El Abanca Ademar hace valer sus galones
El Abanca Ademar se jugará este sábado el billete a Europa. Lo hará en las semifinales de una Copa del Rey que en su primera criba de la fase final medía a los leoneses frente al Alcobendas. Y que por diferencia de potencial les abría de par en par las puertas con un triunfo final por 27-36. Los madrileños solo pudieron aguantar 15 minutos frente a un rival como el ademarista que cuando elevó su nivel de prestaciones allanó de manera consistente su camino.
Además, dada la diferencia de empaque entre ambos equipos, pudo ahorrar fuerzas para las semifinales, porque no necesitó de todos sus recursos para deshacerse de un Balonmano Alcobendas, que le presionó durante el primer tiempo antes de rendirse.
El Abanca Ademar lo tenía claro.

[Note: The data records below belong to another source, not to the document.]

use std::fmt;
use std::path::PathBuf;
use std::sync::Arc;
use std::time::Duration;

use ralphex_agents::{AgentError, ClaudeExecutor, CodexExecutor, Executor, Signal};
use ralphex_core::config::AppConfig;
use ralphex_core::{CancelToken, Phase, PhaseHolder};

use crate::progress::RunnerLog;

/// Which subset of phases a run executes.
#[derive(Debug, Clone, Copy, PartialEq, Eq)]
pub enum Mode {
    Full,
    TasksOnly,
    Review,
    ExternalOnly,
    PlanCreate,
}

impl Mode {
    pub fn as_str(&self) -> &'static str {
        match self {
            Self::Full => "full",
            Self::TasksOnly => "tasks-only",
            Self::Review => "review",
            Self::ExternalOnly => "external-only",
            Self::PlanCreate => "plan-create",
        }
    }
}

impl fmt::Display for Mode {
    fn fmt(&self, f: &mut fmt::Formatter<'_>) -> fmt::Result {
        f.write_str(self.as_str())
    }
}

#[derive(Debug, thiserror::Error)]
pub enum RunnerError {
    #[error("plan file required for {mode} mode")]
    PlanRequired { mode: Mode },
    #[error("plan description required for plan-create mode")]
    DescriptionRequired,
    #[error("{phase} phase failed: FAILED signal")]
    FailedSignal { phase: Phase },
    #[error("{phase} phase failed: max iterations ({limit}) reached")]
    MaxIterations { phase: Phase, limit: u32 },
    #[error("claude execution failed in {phase} phase: {source}")]
    Primary {
        phase: Phase,
        #[source]
        source: AgentError,
    },
    #[error("codex execution failed: {source}")]
    External {
        #[source]
        source: AgentError,
    },
    #[error("run cancelled")]
    Cancelled,
}

#[derive(Debug, Clone)]
pub struct RunnerConfig {
    pub plan_file: Option<PathBuf>,
    pub plan_description: Option<String>,
    pub mode: Mode,
    pub max_iterations: u32,
    pub iteration_delay: Duration,
    pub task_retry_count: u32,
    pub external_enabled: bool,
    pub finalize_enabled: bool,
    pub app: AppConfig,
}

/// What the external reviewer produced, after filtering.
enum ExternalFindings {
    Clean,
    Findings(String),
}

/// Phase state machine driving the executors across a run.
pub struct Runner {
    pub(crate) cfg: RunnerConfig,
    pub(crate) log: Arc<dyn RunnerLog>,
    holder: PhaseHolder,
    claude: Box<dyn Executor>,
    codex: Box<dyn Executor>,
}

impl Runner {
    /// Build a runner with real executors wired from the app config. Agent
    /// output streams through the logger as it arrives.
    pub fn new(cfg: RunnerConfig, log: Arc<dyn RunnerLog>, holder: PhaseHolder) -> Self {
        let claude_log = log.clone();
        let claude = ClaudeExecutor::new(cfg.app.claude_command.clone(), cfg.app.claude_args.clone())
            .with_output_handler(Box::new(move |line| claude_log.print_raw(line)));

        let codex_log = log.clone();
        let codex = CodexExecutor::from_config(&cfg.app.external)
            .with_output_handler(Box::new(move |line| codex_log.print_raw(line)));

        Self::with_executors(cfg, log, holder, Box::new(claude), Box::new(codex))
    }

    pub fn with_executors(
        cfg: RunnerConfig,
        log: Arc<dyn RunnerLog>,
        holder: PhaseHolder,
        claude: Box<dyn Executor>,
        codex: Box<dyn Executor>,
    ) -> Self {
        Self {
            cfg,
            log,
            holder,
            claude,
            codex,
        }
    }

    pub fn run(&self, cancel: &CancelToken) -> Result<(), RunnerError> {
        let result = self.dispatch(cancel);
        self.enter_phase(Phase::Idle);
        result
    }

    /// Publish a phase transition: the shared holder first, then the logger
    /// (whose broadcasting variant emits the phase event), so no event of a
    /// new phase is ever observable before the holder reports it.
    fn enter_phase(&self, phase: Phase) {
        self.holder.set(phase);
        self.log.set_phase(phase);
    }

    fn dispatch(&self, cancel: &CancelToken) -> Result<(), RunnerError> {
        match self.cfg.mode {
            Mode::Full => {
                self.require_plan()?;
                self.task_phase(cancel)?;
                self.review_pipeline(cancel, true, true)
            }
            Mode::TasksOnly => {
                self.require_plan()?;
                self.task_phase(cancel)
            }
            Mode::Review => self.review_pipeline(cancel, true, true),
            Mode::ExternalOnly => self.review_pipeline(cancel, false, false),
            Mode::PlanCreate => self.plan_create_phase(cancel),
        }
    }

    fn require_plan(&self) -> Result<&PathBuf, RunnerError> {
        self.cfg.plan_file.as_ref().ok_or(RunnerError::PlanRequired {
            mode: self.cfg.mode,
        })
    }

    /// Task phase: one agent invocation per plan task, position recomputed
    /// from the plan file before every iteration so retries and mid-run plan
    /// edits stay aligned with the observable "current task".
    fn task_phase(&self, cancel: &CancelToken) -> Result<(), RunnerError> {
        self.enter_phase(Phase::Tasks);
        let prompt = self.build_task_prompt();

        for i in 1..=self.cfg.max_iterations {
            if cancel.is_cancelled() {
                return Err(RunnerError::Cancelled);
            }

            let position = self.next_plan_task_position();
            if position == Some(0) {
                self.log.print("all plan tasks are complete");
                return Ok(());
            }
            // unreadable plan: keep going and label the section by the loop
            // counter instead
            let label = position.unwrap_or(i as usize);
            self.log.print_section(&format!("task iteration {label}"));
            self.log.task_started(label);

            let mut attempts = 0_u32;
            let done = loop {
                let outcome = match self.claude.run(cancel, &prompt) {
                    Ok(outcome) => outcome,
                    Err(err) => {
                        self.log.task_ended(label);
                        return Err(self.primary_error(Phase::Tasks, err));
                    }
                };

                match outcome.signal {
                    Some(Signal::TaskFailed) => {
                        attempts += 1;
                        if attempts > self.cfg.task_retry_count {
                            self.log.task_ended(label);
                            return Err(RunnerError::FailedSignal { phase: Phase::Tasks });
                        }
                        self.log.print(&format!(
                            "task failed, retrying ({attempts}/{})",
                            self.cfg.task_retry_count
                        ));
                    }
                    Some(Signal::AllTasksDone) => {
                        if !self.has_uncompleted_tasks() {
                            break true;
                        }
                        // the agent's claim is advisory; the plan disagrees
                        self.log
                            .print("completion signal received but unchecked items remain, continuing");
                        break false;
                    }
                    _ => break false,
                }
            };
            self.log.task_ended(label);
            if done {
                return Ok(());
            }

            if cancel.sleep(self.cfg.iteration_delay) {
                return Err(RunnerError::Cancelled);
            }
        }

        Err(RunnerError::MaxIterations {
            phase: Phase::Tasks,
            limit: self.cfg.max_iterations,
        })
    }

    /// Review phases, the external cross-review with its evaluation loop,
    /// and the optional finalize step.
    fn review_pipeline(
        &self,
        cancel: &CancelToken,
        include_first: bool,
        include_pre: bool,
    ) -> Result<(), RunnerError> {
        if include_first {
            let prompt = self.build_first_review_prompt();
            self.signal_loop(cancel, Phase::ReviewFirst, &prompt, Signal::ReviewDone)?;
        }
        if include_pre {
            let prompt = self.build_second_review_prompt();
            self.signal_loop(cancel, Phase::ReviewPreExternal, &prompt, Signal::ReviewDone)?;
        }

        if self.cfg.external_enabled {
            match self.external_phase(cancel)? {
                ExternalFindings::Clean => {
                    // nothing to triage and nothing for a further review to
                    // chew on; the run is complete
                    self.log.print("external review reported no findings");
                    return Ok(());
                }
                ExternalFindings::Findings(findings) => {
                    let prompt = self.build_external_eval_prompt(&findings);
                    self.signal_loop(
                        cancel,
                        Phase::ExternalEval,
                        &prompt,
                        Signal::CodexReviewDone,
                    )?;
                }
            }
        }

        let prompt = self.build_second_review_prompt();
        self.signal_loop(cancel, Phase::ReviewPostExternal, &prompt, Signal::ReviewDone)?;

        self.finalize_phase(cancel)
    }

    /// Iterate the primary executor on one prompt until `done` arrives.
    /// TASK_FAILED is fatal in these phases.
    fn signal_loop(
        &self,
        cancel: &CancelToken,
        phase: Phase,
        prompt: &str,
        done: Signal,
    ) -> Result<(), RunnerError> {
        self.enter_phase(phase);

        for i in 1..=self.cfg.max_iterations {
            if cancel.is_cancelled() {
                return Err(RunnerError::Cancelled);
            }
            self.log.print_section(&format!("{phase} iteration {i}"));

            let outcome = self
                .claude
                .run(cancel, prompt)
                .map_err(|err| self.primary_error(phase, err))?;

            match outcome.signal {
                Some(signal) if signal == done => return Ok(()),
                Some(Signal::TaskFailed) => return Err(RunnerError::FailedSignal { phase }),
                _ => {}
            }

            if cancel.sleep(self.cfg.iteration_delay) {
                return Err(RunnerError::Cancelled);
            }
        }

        Err(RunnerError::MaxIterations {
            phase,
            limit: self.cfg.max_iterations,
        })
    }

    fn external_phase(&self, cancel: &CancelToken) -> Result<ExternalFindings, RunnerError> {
        self.enter_phase(Phase::External);
        self.log.print_section("external review");

        let prompt = self.build_external_review_prompt();
        let outcome = self.codex.run(cancel, &prompt).map_err(|err| match err {
            AgentError::Cancelled => RunnerError::Cancelled,
            other => RunnerError::External { source: other },
        })?;

        let trimmed = outcome.output.trim();
        if trimmed.is_empty() || trimmed.to_uppercase().contains("NO ISSUES FOUND") {
            return Ok(ExternalFindings::Clean);
        }
        Ok(ExternalFindings::Findings(outcome.output))
    }

    fn finalize_phase(&self, cancel: &CancelToken) -> Result<(), RunnerError> {
        if !self.cfg.finalize_enabled {
            return Ok(());
        }
        self.enter_phase(Phase::Finalize);
        self.log.print_section("finalize");

        let prompt = self.build_finalize_prompt();
        let outcome = self
            .claude
            .run(cancel, &prompt)
            .map_err(|err| self.primary_error(Phase::Finalize, err))?;

        match outcome.signal {
            Some(Signal::FinalizeDone | Signal::ReviewDone) => {}
            _ => self
                .log
                .print("warning: finalize ended without a completion signal"),
        }
        Ok(())
    }

    fn plan_create_phase(&self, cancel: &CancelToken) -> Result<(), RunnerError> {
        if self.cfg.plan_description.is_none() {
            return Err(RunnerError::DescriptionRequired);
        }
        let prompt = self.build_plan_create_prompt();
        self.signal_loop(cancel, Phase::PlanCreate, &prompt, Signal::PlanDone)
    }

    fn primary_error(&self, phase: Phase, err: AgentError) -> RunnerError {
        match err {
            AgentError::Cancelled => RunnerError::Cancelled,
            source => RunnerError::Primary { phase, source },
        }
    }

    /// 1-based array index of the first unfinished plan task, `Some(0)` when
    /// every task is done, None when the plan file is unreadable.
    pub(crate) fn next_plan_task_position(&self) -> Option<usize> {
        let plan_file = self.cfg.plan_file.as_ref()?;
        ralphex_core::plan::parse_plan_file(plan_file)
            .ok()
            .map(|plan| plan.next_pending_position())
    }

    /// Fast scan of the raw plan bytes for unchecked boxes, independent of
    /// parser behavior. A missing file reports uncompleted so an agent claim
    /// can never turn into a blind success.
    pub(crate) fn has_uncompleted_tasks(&self) -> bool {
        let Some(plan_file) = &self.cfg.plan_file else {
            return true;
        };
        match std::fs::read(plan_file) {
            Ok(bytes) => bytes.windows(5).any(|window| window == b"- [ ]"),
            Err(_) => true,
        }
    }

    pub fn phase_holder(&self) -> &PhaseHolder {
        &self.holder
    }
}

Quería un encuentro sin sobresaltos, algo que no pudo evitar la última víctima en este torneo de los madrileños, un Balonmano Nava eliminado en la ronda previa a estos cuartos de final.
Los leoneses tuvieron que esperar porque, contra pronóstico, mandó Alcobendas en los primeros minutos de partido favorecidos por la apática defensa de los de Dani Gordo, que permitía el lucimiento de Velasco y Anthony Pinto para ir a remolque en el marcador. Hasta que se llegó al 11-11. Y ahí, con posesión para el Alcobendas los madrileños iban a fallar desde los siete metros posibilitando que en la siguiente acción y desde la misma distancia los ademaristas lograran ponerse por delante por 11-12. Y a partir de ahí el pulso empezó a decantarse del lado leonés.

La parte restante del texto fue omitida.